**YOUR INSTRUCTIONS:**
Scan the data below for the string "least". Show every line where it turns up.

**DATA FOR THIS EXERCISE:**
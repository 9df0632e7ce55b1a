//! # Diagnostics
//!
//! Two layers of errors live here:
//!
//! - [`ExpansionError`] is the closed taxonomy of terminal outcomes of a single
//!   expansion attempt. Each kind maps to one fixed message, which is part of
//!   the public contract and must not change.
//! - [`ParamTestError`] is the `miette`-based diagnostic that the front end and
//!   CLI surface to users. It wraps parse failures, expansion failures, I/O
//!   and registry misuse, together with the source and span they point at.
//!
//! # Error Construction Macros
//!
//! - `err_msg!(Io, "cannot read {}", path)` for message-only errors.
//! - `err_ctx!(Parse, message, src, span)` or
//!   `err_ctx!(Parse, message, src, span, help)` when a source is available.

use std::sync::Arc;

use miette::{Diagnostic, LabeledSpan, NamedSource, SourceCode};
use serde::Serialize;
use thiserror::Error;

use crate::ast::Span;

pub type SourceArc = Arc<NamedSource<String>>;

// ============================================================================
// EXPANSION ERRORS
// ============================================================================

/// Why one annotated declaration could not be expanded.
///
/// The `Display` text of every variant except `Message` is fixed.
///
/// ```rust
/// use paramtest::ExpansionError;
/// assert_eq!(
///     ExpansionError::NotArrayArgument.to_string(),
///     "@ParameterizedTest only works with array argument"
/// );
/// ```
#[derive(Debug, Clone, PartialEq, Eq, Error, Serialize)]
pub enum ExpansionError {
    #[error("{0}")]
    Message(String),
    #[error("@ParameterizedTest only works on function declaration")]
    NotFunctionDecl,
    #[error("@ParameterizedTest only works with array argument")]
    NotArrayArgument,
    #[error("@ParameterizedTest only works with array argument contains at least one element")]
    NoElementsInArrayArgument,
    #[error("@ParameterizedTest only works with that the number of inputs is the same as the number of tuple's elements")]
    DifferentTupleElementCount { parameters: usize, components: usize },
    #[error("@ParameterizedTest only works with scalar elements on a function that declares at least one parameter")]
    NoParameterForScalarElement,
}

impl ExpansionError {
    /// Stable code suffix used in diagnostic codes.
    pub const fn code_suffix(&self) -> &'static str {
        match self {
            Self::Message(_) => "message",
            Self::NotFunctionDecl => "not_function_decl",
            Self::NotArrayArgument => "not_array_argument",
            Self::NoElementsInArrayArgument => "no_elements_in_array_argument",
            Self::DifferentTupleElementCount { .. } => "different_tuple_element_count",
            Self::NoParameterForScalarElement => "no_parameter_for_scalar_element",
        }
    }

    /// Extra guidance shown under the diagnostic, when there is any.
    pub fn help(&self) -> Option<String> {
        match self {
            Self::DifferentTupleElementCount {
                parameters,
                components,
            } => Some(format!(
                "the function declares {} parameter(s) but a tuple has {} element(s)",
                parameters, components
            )),
            Self::NotArrayArgument => {
                Some("pass a literal array, e.g. @ParameterizedTest([1, 2, 3])".to_string())
            }
            Self::NoParameterForScalarElement => {
                Some("add a parameter to receive each scalar value".to_string())
            }
            _ => None,
        }
    }
}

// ============================================================================
// USER-FACING DIAGNOSTICS
// ============================================================================

/// Source, span and help attached to a [`ParamTestError`].
#[derive(Debug, Default)]
pub struct ErrorContext {
    pub source: Option<SourceArc>,
    pub span: Option<Span>,
    pub help: Option<String>,
}

impl ErrorContext {
    pub fn none() -> Self {
        Self::default()
    }

    pub fn with_source_and_span(source: SourceArc, span: Span) -> Self {
        Self {
            source: Some(source),
            span: Some(span),
            help: None,
        }
    }
}

/// Unified error type for every paramtest failure mode.
#[derive(Debug, Error)]
pub enum ParamTestError {
    #[error("Parse error: {message}")]
    Parse { message: String, ctx: ErrorContext },
    #[error("{error}")]
    Expansion {
        error: ExpansionError,
        macro_name: String,
        ctx: ErrorContext,
    },
    #[error("Validation error: {message}")]
    Validation { message: String, ctx: ErrorContext },
    #[error("I/O error: {message}")]
    Io { message: String, ctx: ErrorContext },
}

impl ParamTestError {
    fn ctx(&self) -> &ErrorContext {
        match self {
            ParamTestError::Parse { ctx, .. }
            | ParamTestError::Expansion { ctx, .. }
            | ParamTestError::Validation { ctx, .. }
            | ParamTestError::Io { ctx, .. } => ctx,
        }
    }

    /// Wraps an expansion failure so it renders against its source.
    pub fn expansion(
        error: ExpansionError,
        macro_name: impl Into<String>,
        source: &SourceArc,
        span: Span,
    ) -> Self {
        let help = error.help();
        ParamTestError::Expansion {
            error,
            macro_name: macro_name.into(),
            ctx: ErrorContext {
                source: Some(Arc::clone(source)),
                span: Some(span),
                help,
            },
        }
    }

    /// The expansion error kind, when this diagnostic carries one.
    pub fn expansion_error(&self) -> Option<&ExpansionError> {
        match self {
            ParamTestError::Expansion { error, .. } => Some(error),
            _ => None,
        }
    }

    fn label(&self) -> String {
        match self {
            ParamTestError::Parse { message, .. }
            | ParamTestError::Validation { message, .. }
            | ParamTestError::Io { message, .. } => message.clone(),
            ParamTestError::Expansion { macro_name, .. } => {
                format!("@{} expansion failed here", macro_name)
            }
        }
    }
}

impl Diagnostic for ParamTestError {
    fn code<'a>(&'a self) -> Option<Box<dyn std::fmt::Display + 'a>> {
        let code = match self {
            ParamTestError::Parse { .. } => "paramtest::parse".to_string(),
            ParamTestError::Expansion { error, .. } => {
                format!("paramtest::expand::{}", error.code_suffix())
            }
            ParamTestError::Validation { .. } => "paramtest::validation".to_string(),
            ParamTestError::Io { .. } => "paramtest::io".to_string(),
        };
        Some(Box::new(code))
    }

    fn help<'a>(&'a self) -> Option<Box<dyn std::fmt::Display + 'a>> {
        self.ctx()
            .help
            .as_ref()
            .map(|h| Box::new(h) as Box<dyn std::fmt::Display + 'a>)
    }

    fn source_code(&self) -> Option<&dyn SourceCode> {
        self.ctx()
            .source
            .as_ref()
            .map(|s| s.as_ref() as &dyn SourceCode)
    }

    fn labels(&self) -> Option<Box<dyn Iterator<Item = LabeledSpan> + '_>> {
        let span = self.ctx().span?;
        let len = if span.end > span.start {
            span.end - span.start
        } else {
            1
        };
        let label = LabeledSpan::new(Some(self.label()), span.start, len);
        Some(Box::new(std::iter::once(label)))
    }
}

/// Converts source text into a shareable named source for error contexts.
pub fn to_error_source(name: impl AsRef<str>, source: impl AsRef<str>) -> SourceArc {
    Arc::new(NamedSource::new(
        name.as_ref(),
        source.as_ref().to_string(),
    ))
}

/// Prints an error with full miette diagnostics to stderr.
pub fn print_error(error: ParamTestError) {
    let report = miette::Report::new(error);
    eprintln!("{report:?}");
}

/// Constructs a `ParamTestError` variant with a formatted message and no context.
#[macro_export]
macro_rules! err_msg {
    ($variant:ident, $($arg:tt)+) => {
        $crate::ParamTestError::$variant {
            message: format!($($arg)+),
            ctx: $crate::diagnostics::ErrorContext::none(),
        }
    };
}

/// Constructs a `ParamTestError` variant pointing at a span of a named source.
#[macro_export]
macro_rules! err_ctx {
    ($variant:ident, $msg:expr, $src:expr, $span:expr, $help:expr) => {
        $crate::ParamTestError::$variant {
            message: $msg.to_string(),
            ctx: $crate::diagnostics::ErrorContext {
                source: Some($crate::diagnostics::SourceArc::clone($src)),
                span: Some($span),
                help: Some(format!("{}", $help)),
            },
        }
    };
    ($variant:ident, $msg:expr, $src:expr, $span:expr) => {
        $crate::ParamTestError::$variant {
            message: $msg.to_string(),
            ctx: $crate::diagnostics::ErrorContext::with_source_and_span(
                $crate::diagnostics::SourceArc::clone($src),
                $span,
            ),
        }
    };
}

**YOUR RESPONSE:**
    #[error("@ParameterizedTest only works with array argument contains at least one element")]
    #[error("@ParameterizedTest only works with scalar elements on a function that declares at least one parameter")]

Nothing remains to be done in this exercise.